That doesn't work for me. Scientific data is an accurate way to measure the difference between lenses. Someone might very well prefer a soft focus, but then I don't want them reviewing the resolving power of a lens for me. Data on lines of resolution, color abberations, distortion levels, etc., all tell us why a lens looks the way it does. The data _is_ mapable to how the image will look. It just requires understanding how. The trick is to not rely on just one aspect. One lens may have better resolving power than another, but if it has nasty color abberations, then a person may pick the softer lens. But if one lens beats another on paper in every aspect, I think it's going to produce a better image. Scientific data is a way of taking what we see and mapping it to numbers in an objective manner. It's up to us to decided which aspects are important to us.


----------



## Digital Matt (Jun 7, 2006)

I can look at all that scientific data, but if I don't see it in a print, then it's of little interest to me.  I prefer to look at sample pictures and judge the sharpness and distortion for myself, rather than look at an obtuse chart with numbers and curves.

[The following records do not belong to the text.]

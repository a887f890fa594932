//! Deferred transition steps.
//!
//! Each panel has at most one pending step. Scheduling returns a [`TimerId`]
//! that the controller keeps so it can cancel the step when the panel is
//! asked to go the other way, and recognise a late callback for a step that
//! was already replaced.

use std::time::Duration;

#[cfg(target_arch = "wasm32")]
mod browser;
mod manual;

#[cfg(target_arch = "wasm32")]
pub use browser::BrowserTimers;
pub use manual::ManualTimers;

#[derive(Debug, Clone, Copy, PartialEq, Eq, Hash, PartialOrd, Ord)]
pub struct TimerId(pub u64);

#[derive(Debug, Clone, Copy, PartialEq, Eq)]
pub enum Step {
    /// Opening delay elapsed: add the visible class and trap focus.
    Reveal,
    /// Closing delay elapsed: remove the active class.
    Retire,
}

#[derive(Debug, Clone, PartialEq, Eq)]
pub struct Task {
    pub panel: String,
    pub step: Step,
}

pub trait Timers {
    fn schedule(&mut self, delay: Duration, task: Task) -> TimerId;

    /// Cancelling an id that already fired or was never issued is a no-op.
    fn cancel(&mut self, id: TimerId);
}
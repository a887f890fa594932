use thiserror::Error;

/// Everything that can go wrong while wiring or driving a drawer.
///
/// Markup problems are reported with the offending id so the page author can
/// find the broken element; none of them leave the document half-mutated.
#[derive(Debug, Error)]
pub enum DrawerError {
    #[error("invalid drawer settings: {0}")]
    InvalidSettings(String),

    #[error("could not parse drawer settings: {0}")]
    SettingsFormat(#[from] serde_json::Error),

    #[error("unsupported selector: {0:?}")]
    UnsupportedSelector(String),

    #[error("trigger has no aria-controls attribute")]
    TriggerWithoutControls,

    #[error("no element with id {0:?} for trigger to open")]
    PanelNotFound(String),

    #[error("close element is not inside a drawer panel")]
    NotInPanel,

    #[error("drawer panel has no id")]
    PanelWithoutId,

    #[error("no trigger references drawer panel {0:?}")]
    TriggerNotFound(String),

    #[error("browser environment unavailable: {0}")]
    Browser(String),
}
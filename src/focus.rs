use crate::dom::Dom;

/// Elements that take part in Tab cycling inside an open drawer.
pub const FOCUSABLE: &str = concat!(
    "a[href]:not([disabled]), ",
    "button:not([disabled]), ",
    "textarea:not([disabled]), ",
    r#"input[type="text"]:not([disabled]), "#,
    r#"input[type="radio"]:not([disabled]), "#,
    r#"input[type="checkbox"]:not([disabled]), "#,
    "select:not([disabled])",
);

/// Keeps Tab and Shift+Tab cycling inside a container.
///
/// The focusable set is captured when the trap is created, which happens when
/// a panel becomes visible.
#[derive(Debug, Clone)]
pub struct FocusTrap<N> {
    container: N,
    first: Option<N>,
    last: Option<N>,
}

impl<N: Clone + PartialEq> FocusTrap<N> {
    pub fn new<D: Dom<Node = N>>(dom: &D, container: &N) -> Self {
        let focusable = dom.query_all_within(container, FOCUSABLE);
        Self {
            container: container.clone(),
            first: focusable.first().cloned(),
            last: focusable.last().cloned(),
        }
    }

    pub fn container(&self) -> &N {
        &self.container
    }

    /// Handles a Tab press. Returns `true` when focus was wrapped and the
    /// browser's own focus move has to be suppressed.
    pub fn handle_tab<D: Dom<Node = N>>(&self, dom: &D, shift: bool) -> bool {
        let (Some(first), Some(last)) = (&self.first, &self.last) else {
            return false;
        };
        let active = dom.active_element();
        let (edge, wrap_to) = if shift { (first, last) } else { (last, first) };
        if active.as_ref() == Some(edge) {
            dom.focus(wrap_to);
            return true;
        }
        false
    }
}
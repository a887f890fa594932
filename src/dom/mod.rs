//! The document the drawer operates on.
//!
//! The controller never touches `web-sys` directly; it talks to a [`Dom`].
//! On `wasm32` that is the browser document, everywhere the in-memory
//! [`MemoryDom`] can stand in for it.

use std::fmt::Debug;

#[cfg(target_arch = "wasm32")]
mod browser;
mod memory;
mod selector;

#[cfg(target_arch = "wasm32")]
pub use browser::BrowserDom;
pub use memory::{MemoryDom, NodeId};

/// The DOM operations the drawer needs.
///
/// Mutations are infallible from the caller's point of view: a backend that
/// can fail (the browser) logs and carries on, matching how a page script
/// would ignore a rejected `classList.add`.
pub trait Dom {
    type Node: Clone + PartialEq + Debug;

    fn element_by_id(&self, id: &str) -> Option<Self::Node>;

    /// All elements matching `selector`, in document order.
    fn query_all(&self, selector: &str) -> Vec<Self::Node>;

    /// Descendants of `root` matching `selector`, in document order.
    fn query_all_within(&self, root: &Self::Node, selector: &str) -> Vec<Self::Node>;

    fn matches(&self, node: &Self::Node, selector: &str) -> bool;

    fn parent(&self, node: &Self::Node) -> Option<Self::Node>;

    fn is_connected(&self, node: &Self::Node) -> bool;

    /// Whether `node` is `ancestor` or one of its descendants.
    fn contains(&self, ancestor: &Self::Node, node: &Self::Node) -> bool;

    fn attribute(&self, node: &Self::Node, name: &str) -> Option<String>;

    fn set_attribute(&self, node: &Self::Node, name: &str, value: &str);

    fn has_class(&self, node: &Self::Node, class: &str) -> bool;

    fn add_class(&self, node: &Self::Node, class: &str);

    fn remove_class(&self, node: &Self::Node, class: &str);

    /// Sets or clears `overflow: hidden` on the document element.
    fn set_scroll_locked(&self, locked: bool);

    fn focus(&self, node: &Self::Node);

    fn active_element(&self) -> Option<Self::Node>;
}

/// Nearest inclusive ancestor of `start` matching `selector`.
///
/// Returns `None` for detached elements, like `Element.closest` in browsers
/// that had to have it polyfilled.
pub fn closest<D: Dom + ?Sized>(dom: &D, start: &D::Node, selector: &str) -> Option<D::Node> {
    if !dom.is_connected(start) {
        return None;
    }
    let mut cursor = Some(start.clone());
    while let Some(node) = cursor {
        if dom.matches(&node, selector) {
            return Some(node);
        }
        cursor = dom.parent(&node);
    }
    None
}

#[cfg(test)]
mod tests {
    use super::*;

    #[test]
    fn closest_finds_self_then_ancestors() {
        let dom = MemoryDom::new();
        let panel = dom.element(dom.body(), "div", &[("id", "p1"), ("data-drawer-target", "")]);
        let header = dom.element(panel, "div", &[]);
        let close = dom.element(header, "button", &[("data-drawer-close", "")]);

        assert_eq!(closest(&dom, &close, "[data-drawer-close]"), Some(close));
        assert_eq!(closest(&dom, &close, "[data-drawer-target]"), Some(panel));
        assert_eq!(closest(&dom, &header, "[data-drawer-trigger]"), None);
    }

    #[test]
    fn closest_reaches_document_element() {
        let dom = MemoryDom::new();
        let leaf = dom.element(dom.body(), "span", &[]);
        assert_eq!(closest(&dom, &leaf, "html"), Some(dom.document_element()));
    }

    #[test]
    fn closest_ignores_detached_elements() {
        let dom = MemoryDom::new();
        let orphan = dom.create_element("div", &[("data-drawer-target", "")]);
        assert_eq!(closest(&dom, &orphan, "[data-drawer-target]"), None);
    }
}
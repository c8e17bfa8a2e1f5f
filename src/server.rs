//! Inbound HTTP surface.
//!
//! Routes, error mapping, and the serve loop with graceful shutdown.

use crate::definition::{MockRequestDto, MockResponseDto};
use crate::error::Error;
use crate::replay::RemoteResponse;
use crate::service::MockService;
use axum::extract::{Path, State};
use axum::response::{IntoResponse, Response};
use axum::routing::{delete, get, post};
use axum::{Json, Router};
use http::header::{HeaderMap, CONNECTION, TRANSFER_ENCODING};
use http::StatusCode;
use std::sync::Arc;
use tokio::net::TcpListener;
use tokio::sync::watch;
use tower_http::trace::TraceLayer;
use tracing::error;

/// Build the application router.
pub fn app_router(service: Arc<MockService>) -> Router {
    Router::new()
        // The serve prefix keeps no static siblings; any registered id
        // stays routable.
        .route("/api/mock/:mock_id", get(serve_mock))
        .route("/api/definitions/response", post(register_response))
        .route("/api/definitions/response/:mock_id", delete(delete_response))
        .route("/api/definitions/request", post(register_request))
        .route("/api/definitions/request/:mock_id", delete(delete_request))
        .route("/api/replay", post(replay_submitted))
        .route("/api/replay/:mock_id", post(replay_stored))
        .route("/health", get(health))
        .layer(TraceLayer::new_for_http())
        .with_state(service)
}

/// Serve the router until the shutdown channel fires, then drain
/// in-flight requests.
pub async fn serve(
    listener: TcpListener,
    service: Arc<MockService>,
    mut shutdown: watch::Receiver<bool>,
) -> std::io::Result<()> {
    let app = app_router(service);
    axum::serve(listener, app)
        .with_graceful_shutdown(async move {
            // A dropped sender ends the serve loop like a real signal.
            let _ = shutdown.changed().await;
        })
        .await
}

async fn serve_mock(
    State(service): State<Arc<MockService>>,
    Path(mock_id): Path<String>,
) -> Response {
    match service.serve_mock(&mock_id).await {
        Ok(response) => wire_response(response.status, response.headers, response.body),
        Err(err) => error_response(err),
    }
}

async fn register_response(
    State(service): State<Arc<MockService>>,
    Json(dto): Json<MockResponseDto>,
) -> Response {
    match service.register_response(dto).await {
        Ok(receipt) => (StatusCode::OK, Json(receipt)).into_response(),
        Err(err) => error_response(err),
    }
}

async fn delete_response(
    State(service): State<Arc<MockService>>,
    Path(mock_id): Path<String>,
) -> Response {
    match service.delete_response(&mock_id).await {
        Ok(()) => deletion_confirmed(),
        Err(err) => error_response(err),
    }
}

async fn register_request(
    State(service): State<Arc<MockService>>,
    Json(dto): Json<MockRequestDto>,
) -> Response {
    match service.register_request(dto).await {
        Ok(receipt) => (StatusCode::OK, Json(receipt)).into_response(),
        Err(err) => error_response(err),
    }
}

async fn delete_request(
    State(service): State<Arc<MockService>>,
    Path(mock_id): Path<String>,
) -> Response {
    match service.delete_request(&mock_id).await {
        Ok(()) => deletion_confirmed(),
        Err(err) => error_response(err),
    }
}

async fn replay_submitted(
    State(service): State<Arc<MockService>>,
    Json(dto): Json<MockRequestDto>,
) -> Response {
    match service.replay_request(dto).await {
        Ok(remote) => relay_response(remote),
        Err(err) => error_response(err),
    }
}

async fn replay_stored(
    State(service): State<Arc<MockService>>,
    Path(mock_id): Path<String>,
) -> Response {
    match service.replay_by_id(&mock_id).await {
        Ok(remote) => relay_response(remote),
        Err(err) => error_response(err),
    }
}

async fn health(State(service): State<Arc<MockService>>) -> Response {
    let report = service.report();
    (
        StatusCode::OK,
        Json(serde_json::json!({"status": "ok", "counters": report})),
    )
        .into_response()
}

fn deletion_confirmed() -> Response {
    (
        StatusCode::OK,
        Json(serde_json::json!({"message": "Deletion successful"})),
    )
        .into_response()
}

/// Relay a remote response verbatim. Hop-by-hop headers do not survive
/// the relay; the body was already collected.
fn relay_response(remote: RemoteResponse) -> Response {
    let status = StatusCode::from_u16(remote.status).unwrap_or(StatusCode::BAD_GATEWAY);
    let mut headers = HeaderMap::new();
    for (name, value) in remote.headers.iter() {
        if name == &TRANSFER_ENCODING || name == &CONNECTION {
            continue;
        }
        headers.append(name.clone(), value.clone());
    }
    wire_response(status, headers, remote.body)
}

/// Build a response with exactly the given parts, with none of the
/// default headers a body type would otherwise contribute.
fn wire_response(status: StatusCode, headers: HeaderMap, body: bytes::Bytes) -> Response {
    let mut response = Response::new(axum::body::Body::from(body));
    *response.status_mut() = status;
    *response.headers_mut() = headers;
    response
}

/// Map a service error onto the wire: taxonomy status plus a JSON body.
fn error_response(err: Error) -> Response {
    let status =
        StatusCode::from_u16(err.status_code()).unwrap_or(StatusCode::INTERNAL_SERVER_ERROR);
    if status.is_server_error() {
        error!(error = %err, "Request failed");
    }
    (status, Json(serde_json::json!({"error": err.to_string()}))).into_response()
}
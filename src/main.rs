//! Mock Relay - CLI entry point

use anyhow::Result;
use clap::Parser;
use mock_relay::materialize::ResponseMaterializer;
use mock_relay::replay::{ReqwestDispatcher, RequestReplayer};
use mock_relay::server;
use mock_relay::service::OsHostnameResolver;
use mock_relay::store::MemoryStore;
use mock_relay::{MockRelayConfig, MockService};
use std::path::PathBuf;
use std::sync::Arc;
use tokio::sync::watch;
use tracing::{info, Level};
use tracing_subscriber::FmtSubscriber;

#[derive(Parser, Debug)]
#[command(
    name = "mock-relay",
    about = "Configurable mock endpoint server with canned responses and request relay",
    version
)]
struct Args {
    /// Path to configuration file
    #[arg(short, long, default_value = "mock-relay.yaml")]
    config: PathBuf,

    /// Listen address override (host:port)
    #[arg(short, long, value_name = "ADDR")]
    listen: Option<String>,

    /// Log level (trace, debug, info, warn, error)
    #[arg(short = 'L', long, default_value = "info")]
    log_level: Level,

    /// Print default configuration and exit
    #[arg(long)]
    print_config: bool,

    /// Validate configuration and exit
    #[arg(long)]
    validate: bool,
}

#[tokio::main]
async fn main() -> Result<()> {
    let args = Args::parse();

    // Initialize logging
    let subscriber = FmtSubscriber::builder()
        .with_max_level(args.log_level)
        .with_target(false)
        .finish();
    tracing::subscriber::set_global_default(subscriber)?;

    // Print default config if requested
    if args.print_config {
        let default_config = include_str!("../demos/default-config.yaml");
        println!("{}", default_config);
        return Ok(());
    }

    // Load configuration
    let config = if args.config.exists() {
        info!(path = ?args.config, "Loading configuration");
        MockRelayConfig::from_file(&args.config)?
    } else if args.validate {
        anyhow::bail!("Configuration file not found: {:?}", args.config);
    } else {
        info!("Using default configuration (no seeded definitions)");
        MockRelayConfig::default()
    };

    // Validate and exit if requested
    if args.validate {
        config.validate()?;
        println!(
            "Configuration is valid ({} seeded responses, {} seeded requests)",
            config.responses.len(),
            config.requests.len()
        );
        return Ok(());
    }

    let address = args
        .listen
        .clone()
        .unwrap_or_else(|| config.listen.address());
    let listener = tokio::net::TcpListener::bind(&address).await?;
    let local_addr = listener.local_addr()?;

    // One channel drives both in-flight delay interruption and drain.
    let (shutdown_tx, shutdown_rx) = watch::channel(false);

    let dispatcher = ReqwestDispatcher::new(config.replay.timeout())?;
    let service = Arc::new(MockService::new(
        Arc::new(MemoryStore::new()),
        ResponseMaterializer::new(shutdown_rx.clone()),
        RequestReplayer::new(Arc::new(dispatcher)),
        Box::new(OsHostnameResolver),
        config.callback.clone(),
        local_addr.port(),
    ));
    service.seed(config.responses, config.requests).await?;

    tokio::spawn(async move {
        let _ = tokio::signal::ctrl_c().await;
        info!("Shutdown signal received, draining");
        let _ = shutdown_tx.send(true);
    });

    info!(address = %local_addr, "Mock relay listening");
    server::serve(listener, service, shutdown_rx).await?;

    info!("Server stopped");
    Ok(())
}
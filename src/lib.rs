//! Mock Relay
//!
//! A configurable mock endpoint server with a one-shot request relay.
//! Register a response definition under an id and every request for that
//! id receives the stored canned response; register a request definition
//! and replay it against the real remote endpoint it describes.
//!
//! # Features
//!
//! - **Canned Responses**: status, headers, body, and delay served by mock id
//! - **Latency Injection**: per-definition fixed delays
//! - **Request Relay**: replay stored or submitted requests against real endpoints
//! - **Registration API**: register and delete definitions over HTTP
//! - **Seeding**: load definitions from a YAML file at boot
//!
//! # Example Configuration
//!
//! ```yaml
//! listen:
//!   host: 127.0.0.1
//!   port: 8080
//! responses:
//!   - mockId: hello
//!     statusCode: 200
//!     headers:
//!       Content-Type: [text/plain]
//!     body: "Hello, World!"
//! ```

pub mod config;
pub mod definition;
pub mod error;
pub mod materialize;
pub mod replay;
pub mod server;
pub mod service;
pub mod store;

pub use config::MockRelayConfig;
pub use error::Error;
pub use service::MockService;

If that data is your thing, you can easily find MTF charts for each lens, and decide for yourself.


----------



## markc (Jun 7, 2006)

Digital Matt said:
			
		

> I can look at all that scientific data, but if I don't see it in a print, then it's of little interest to me.  I prefer to look at sample pictures and judge the sharpness and distortion for myself, rather than look at an obtuse chart with numbers and curves.
> 
> If that data is your thing, you can easily find MTF charts for each lens, and decide for yourself.


I hear ya. Sometimes a difference in numbers doesn't show up to our eyes. I'd love to be able to compare images, but it's so rare to find a true comparison. They need to be taken on the same camera within seconds of each other under controlled conditions for me to find them worthwhile. Too many other factors come into play otherwise.

I didn't want to imply that anyone should use the numbers. I just wanted to point out that they weren't useless. Sometimes people put down that method when it's really just another method of observation.


----------



## kmb (Jun 7, 2006)

Digital Matt said:
			
		

> I found this pretty easily, with google: http://nododo.home.comcast.net/ultrawide/index.html


That's what I was looking for, thanks. I'm a bit embarassed that I couldn't find it, and I consider myself knowledgeable in these things :S.



			
				markc said:
			
		

> That doesn't work for me. Scientific data is an accurate way to measure the difference between lenses. Someone might very well prefer a soft focus, but then I don't want them reviewing the resolving power of a lens for me. Data on lines of resolution, color abberations, distortion levels, etc., all tell us why a lens looks the way it does. The data _is_ mapable to how the image will look.


If it was possible, I'd choose my lenses based on viewing full size pictures of exactly the same situation(s) and conditions and decide which picture I like the most, and choose the lens based on that (and on aspects that are not related to IQ). I wouldn't care what the data said. But since this is not possible, I guess reading the data might be an option.

I myself have chosen the lenses reading lots and lots of reviews  (user reviews from fredmiranda.com and "expert" reviews from dedicated review sites) and forum posts. I'm sure understanding how good a lens that way is is at least as hard as understanding it through data (some people really, really want to believe their equipment is the best and only choice since they've paid so much money for it, some are more interested in the color or stripes of their equipment than photography and so on).

Edit: oops, some of the points already were made while I wrote this message...


----------



## Digital Matt (Jun 7, 2006)

markc said:
			
		

> I hear ya. Sometimes a difference in numbers doesn't show up to our eyes. I'd love to be able to compare images, but it's so rare to find a true comparison. They need to be taken on the same camera within seconds of each other under controlled conditions for me to find them worthwhile. Too many other factors come into play otherwise.



I agree that it's important to have a controlled test environment.  Look at that comparison I linked to.  It's not done by a scientist, or lens manufacturer or anything, but it does show some pretty remarkable results for the Tamron.

As far as reading the technical side of things, for anyone that is curious, here is a good guide for how to read an MTF chart.

http://www.luminous-landscape.com/tutorials/understanding-series/understanding-mtf.shtml


----------



## markc (Jun 7, 2006)

kmb said:
			
		

> some people really, really want to believe their equipment is the best and only choice since they've paid so much money for it


Good point. This is probably the biggest issue I have with word-of-mouth: All too often I see people recommending equipment or methods just because that's what they bought or use. "I bought XYZ and it's great! You'll love it!" I really have to wonder how many other similar pieces they've used in order to do a true comparison. They may very well love it and it may be great for their use, but that doesn't make it a valid reason to pick it over another piece.

I recently took the plunge and bought a new LCD to replace my fading CRT. Compared to the old one, the new one is amazing. It would be very easy for me to recommend it to someone who was asking about buying a new monitor, even though I haven't compared it side-by-side to to what's out there. I looked at the numbers and at the reviews and decided to go for it, and I'm really happy with it, but I'd still try to phrase it in a way that would suggest they look at it and not recommend it over others. It's a tricky mindset to keep.


----------



## markc (Jun 7, 2006)

Both good links, Matt. I would prefer it if they had used a test target instead of books, but they still look like good comparisons. For that lens comparison, it looks like it's a case of deciding if the build and weatherproofing is worth the extra money for the Canon.


----------